**How to complete this task**
From the records below, copy every line that contains the word "basketball".

**Data items**
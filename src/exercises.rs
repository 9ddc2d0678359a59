//! Exercise categories - keyword tables for classifying logged sessions

use serde::{Deserialize, Serialize};

/// The three training categories plans are built from
#[derive(Debug, Clone, Copy, Serialize, Deserialize, PartialEq, Eq, Hash)]
#[serde(rename_all = "lowercase")]
pub enum ExerciseCategory {
    Cardio,
    Strength,
    Flexibility,
}

impl ExerciseCategory {
    pub fn name(&self) -> &'static str {
        match self {
            ExerciseCategory::Cardio => "Cardio training",
            ExerciseCategory::Strength => "Strength training",
            ExerciseCategory::Flexibility => "Flexibility training",
        }
    }

    /// All categories in plan order
    pub fn all() -> &'static [ExerciseCategory] {
        &[
            ExerciseCategory::Cardio,
            ExerciseCategory::Strength,
            ExerciseCategory::Flexibility,
        ]
    }
}

pub struct CategoryKeywords {
    pub category: ExerciseCategory,
    /// Lowercase labels; the Chinese ones are what the mobile form submits
    pub labels: &'static [&'static str],
}

pub const CATEGORY_KEYWORDS: &[CategoryKeywords] = &[
    CategoryKeywords {
        category: ExerciseCategory::Cardio,
        labels: &[
            "running", "walking", "cycling", "swimming", "aerobic", "aerobics",
            "跑步", "步行", "骑行", "游泳", "有氧",
        ],
    },
    CategoryKeywords {
        category: ExerciseCategory::Strength,
        labels: &[
            "strength training", "weightlifting", "gym",
            "力量训练", "举重", "健身",
        ],
    },
    CategoryKeywords {
        category: ExerciseCategory::Flexibility,
        labels: &[
            "yoga", "pilates", "stretching",
            "瑜伽", "普拉提", "伸展",
        ],
    },
];

/// Match a free-text exercise label against the keyword tables.
/// Labels outside every table (basketball, "other", ...) return `None`.
pub fn classify_label(label: &str) -> Option<ExerciseCategory> {
    let label = label.trim().to_lowercase();
    CATEGORY_KEYWORDS
        .iter()
        .find(|k| k.labels.contains(&label.as_str()))
        .map(|k| k.category)
}

/// Per-category shares; used both for preferences and for plan ratios
#[derive(Debug, Clone, Copy, PartialEq, Serialize, Deserialize)]
pub struct CategoryRatios {
    pub cardio: f64,
    pub strength: f64,
    pub flexibility: f64,
}

impl CategoryRatios {
    pub const fn new(cardio: f64, strength: f64, flexibility: f64) -> Self {
        Self { cardio, strength, flexibility }
    }

    pub fn get(&self, category: ExerciseCategory) -> f64 {
        match category {
            ExerciseCategory::Cardio => self.cardio,
            ExerciseCategory::Strength => self.strength,
            ExerciseCategory::Flexibility => self.flexibility,
        }
    }

    pub fn total(&self) -> f64 {
        self.cardio + self.strength + self.flexibility
    }

    /// Scale so the three shares sum to 1. `None` when there is nothing to scale.
    pub fn normalized(&self) -> Option<Self> {
        let total = self.total();
        if total <= 0.0 || !total.is_finite() {
            return None;
        }
        Some(Self::new(
            self.cardio / total,
            self.strength / total,
            self.flexibility / total,
        ))
    }

    /// `self * own_weight + other * (1 - own_weight)`, not renormalized
    pub fn blend(&self, other: &Self, own_weight: f64) -> Self {
        let other_weight = 1.0 - own_weight;
        Self::new(
            own_weight * self.cardio + other_weight * other.cardio,
            own_weight * self.strength + other_weight * other.strength,
            own_weight * self.flexibility + other_weight * other.flexibility,
        )
    }
}

#[cfg(test)]
mod tests {
    use super::*;

    #[test]
    fn test_classify_english_labels() {
        assert_eq!(classify_label("running"), Some(ExerciseCategory::Cardio));
        assert_eq!(classify_label("Swimming"), Some(ExerciseCategory::Cardio));
        assert_eq!(classify_label("  gym "), Some(ExerciseCategory::Strength));
        assert_eq!(classify_label("Strength Training"), Some(ExerciseCategory::Strength));
        assert_eq!(classify_label("pilates"), Some(ExerciseCategory::Flexibility));
    }

    #[test]
    fn test_classify_form_labels() {
        assert_eq!(classify_label("跑步"), Some(ExerciseCategory::Cardio));
        assert_eq!(classify_label("举重"), Some(ExerciseCategory::Strength));
        assert_eq!(classify_label("瑜伽"), Some(ExerciseCategory::Flexibility));
    }

    #[test]
    fn test_classify_unmatched() {
        assert_eq!(classify_label("basketball"), None);
        assert_eq!(classify_label("篮球"), None);
        assert_eq!(classify_label(""), None);
        // Exact match only, no substring search
        assert_eq!(classify_label("trail running"), None);
    }

    #[test]
    fn test_keyword_tables_disjoint() {
        for (i, a) in CATEGORY_KEYWORDS.iter().enumerate() {
            for b in CATEGORY_KEYWORDS.iter().skip(i + 1) {
                for label in a.labels {
                    assert!(!b.labels.contains(label), "{} listed twice", label);
                }
            }
        }
    }

    #[test]
    fn test_normalized() {
        let ratios = CategoryRatios::new(2.0, 1.0, 1.0).normalized().unwrap();
        assert_eq!(ratios, CategoryRatios::new(0.5, 0.25, 0.25));
        assert!(CategoryRatios::new(0.0, 0.0, 0.0).normalized().is_none());
    }

    #[test]
    fn test_blend() {
        let goal = CategoryRatios::new(0.6, 0.3, 0.1);
        let pref = CategoryRatios::new(0.0, 0.0, 1.0);
        let blended = goal.blend(&pref, 0.7);
        assert!((blended.cardio - 0.42).abs() < 1e-9);
        assert!((blended.strength - 0.21).abs() < 1e-9);
        assert!((blended.flexibility - 0.37).abs() < 1e-9);
    }
}
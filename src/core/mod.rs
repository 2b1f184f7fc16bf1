pub mod app;
pub mod archive;
pub mod cache;
pub mod catalog;
pub mod compat;
pub mod config;
pub mod error;
pub mod fsutil;
pub mod http;
pub mod install;
pub mod launch;
pub mod paths;
pub mod progress;
pub mod scan;
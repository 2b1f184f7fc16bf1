use std::path::{Path, PathBuf};

use crate::core::error::{CompanionError, CompanionResult};

fn io_err(path: &Path) -> impl FnOnce(std::io::Error) -> CompanionError + '_ {
    move |source| CompanionError::Io {
        path: path.to_path_buf(),
        source,
    }
}

pub fn ensure_dir(path: &Path) -> CompanionResult<()> {
    std::fs::create_dir_all(path).map_err(io_err(path))
}

/// Ensure `path` exists and contains nothing.
pub fn ensure_empty_dir(path: &Path) -> CompanionResult<()> {
    if path.exists() {
        std::fs::remove_dir_all(path).map_err(io_err(path))?;
    }
    ensure_dir(path)
}

pub fn remove_dir_if_present(path: &Path) -> CompanionResult<()> {
    if path.exists() {
        std::fs::remove_dir_all(path).map_err(io_err(path))?;
    }
    Ok(())
}

/// Immediate subdirectories of `path`, in directory order.
pub fn list_subdirs(path: &Path) -> CompanionResult<Vec<PathBuf>> {
    let mut dirs = Vec::new();
    for entry in std::fs::read_dir(path).map_err(io_err(path))? {
        let entry = entry.map_err(io_err(path))?;
        if entry.file_type().map_err(io_err(path))?.is_dir() {
            dirs.push(entry.path());
        }
    }
    Ok(dirs)
}

/// Immediate entries of `path` (files and directories).
pub fn list_entries(path: &Path) -> CompanionResult<Vec<PathBuf>> {
    let mut entries = Vec::new();
    for entry in std::fs::read_dir(path).map_err(io_err(path))? {
        let entry = entry.map_err(io_err(path))?;
        entries.push(entry.path());
    }
    Ok(entries)
}

/// Copy the contents of `source` into `destination`, which must exist.
/// Directory copies are sequential on purpose: backup and restore ordering
/// stays deterministic.
pub fn copy_dir_recursive(source: &Path, destination: &Path) -> CompanionResult<()> {
    for entry in std::fs::read_dir(source).map_err(io_err(source))? {
        let entry = entry.map_err(io_err(source))?;
        let src_path = entry.path();
        let dst_path = destination.join(entry.file_name());
        let file_type = entry.file_type().map_err(io_err(&src_path))?;

        if file_type.is_dir() {
            std::fs::create_dir_all(&dst_path).map_err(io_err(&dst_path))?;
            copy_dir_recursive(&src_path, &dst_path)?;
        } else if file_type.is_file() {
            if dst_path.exists() {
                std::fs::remove_file(&dst_path).map_err(io_err(&dst_path))?;
            }
            std::fs::copy(&src_path, &dst_path).map_err(io_err(&dst_path))?;
        }
    }
    Ok(())
}

pub fn read_json(path: &Path) -> CompanionResult<serde_json::Value> {
    let raw = std::fs::read_to_string(path).map_err(io_err(path))?;
    Ok(serde_json::from_str(&raw)?)
}

#[cfg(test)]
mod tests {
    use super::*;

    #[test]
    fn copy_dir_recursive_preserves_nested_layout() {
        let src = tempfile::tempdir().unwrap();
        let dst = tempfile::tempdir().unwrap();
        std::fs::create_dir(src.path().join("sub")).unwrap();
        std::fs::write(src.path().join("a.txt"), "a").unwrap();
        std::fs::write(src.path().join("sub").join("b.txt"), "b").unwrap();

        copy_dir_recursive(src.path(), dst.path()).unwrap();

        assert_eq!(std::fs::read_to_string(dst.path().join("a.txt")).unwrap(), "a");
        assert_eq!(
            std::fs::read_to_string(dst.path().join("sub").join("b.txt")).unwrap(),
            "b"
        );
    }

    #[test]
    fn ensure_empty_dir_clears_previous_contents() {
        let dir = tempfile::tempdir().unwrap();
        let target = dir.path().join("entry");
        std::fs::create_dir(&target).unwrap();
        std::fs::write(target.join("stale.txt"), "old").unwrap();

        ensure_empty_dir(&target).unwrap();

        assert!(target.exists());
        assert_eq!(std::fs::read_dir(&target).unwrap().count(), 0);
    }
}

**Solution for this task**
/// Labels outside every table (basketball, "other", ...) return `None`.
        assert_eq!(classify_label("basketball"), None);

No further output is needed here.